The entries below are to be returned exactly. Include all of them.

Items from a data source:

○ ○ ○

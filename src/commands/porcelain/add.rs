use crate::areas::repository::Repository;
use crate::errors::{Error, Result};
use std::path::{Path, PathBuf};

impl Repository {
    /// Stage files; a directory stages every file below it
    pub fn add(&self, paths: &[PathBuf]) -> Result<()> {
        let _lock = self.lock()?;
        let mut index = self.refresh_index()?;

        let mut files = Vec::new();
        for path in paths {
            let relative = match self.relative_path(path) {
                Ok(relative) => relative,
                Err(_) if self.is_root(path) => PathBuf::new(),
                Err(e) => return Err(e),
            };
            files.extend(self.expand_path(&relative)?);
        }

        for file in &files {
            index.stage_file(file, self.workspace(), self.database())?;
        }

        index.write_updates()
    }

    fn is_root(&self, path: &Path) -> bool {
        let absolute = self.path().join(path);
        absolute
            .canonicalize()
            .is_ok_and(|canonical| canonical == self.path())
    }

    /// Files of the working tree at or below `path`
    pub(crate) fn expand_path(&self, path: &Path) -> Result<Vec<PathBuf>> {
        if !self.workspace().path().join(path).is_dir() {
            return Ok(vec![path.to_path_buf()]);
        }

        let files = self
            .workspace()
            .list_files()?
            .into_iter()
            .filter(|file| file.starts_with(path))
            .collect::<Vec<_>>();

        if files.is_empty() {
            return Err(Error::not_found("file", path.display()));
        }

        Ok(files)
    }
}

○ ○ ○

SOLUTION TO THE EXERCISE:
filename src/commands/porcelain/add.rs
use crate::areas::repository::Repository;
use crate::errors::{Error, Result};
use std::path::{Path, PathBuf};

impl Repository {
    /// Stage files; a directory stages every file below it
    pub fn add(&self, paths: &[PathBuf]) -> Result<()> {
        let _lock = self.lock()?;
        let mut index = self.refresh_index()?;

        let mut files = Vec::new();
        for path in paths {
            let relative = match self.relative_path(path) {
                Ok(relative) => relative,
                Err(_) if self.is_root(path) => PathBuf::new(),
                Err(e) => return Err(e),
            };
            files.extend(self.expand_path(&relative)?);
        }

        for file in &files {
            index.stage_file(file, self.workspace(), self.database())?;
        }

        index.write_updates()
    }

    fn is_root(&self, path: &Path) -> bool {
        let absolute = self.path().join(path);
        absolute
            .canonicalize()
            .is_ok_and(|canonical| canonical == self.path())
    }

    /// Files of the working tree at or below `path`
    pub(crate) fn expand_path(&self, path: &Path) -> Result<Vec<PathBuf>> {
        if !self.workspace().path().join(path).is_dir() {
            return Ok(vec![path.to_path_buf()]);
        }

        let files = self
            .workspace()
            .list_files()?
            .into_iter()
            .filter(|file| file.starts_with(path))
            .collect::<Vec<_>>();

        if files.is_empty() {
            return Err(Error::not_found("file", path.display()));
        }

        Ok(files)
    }
}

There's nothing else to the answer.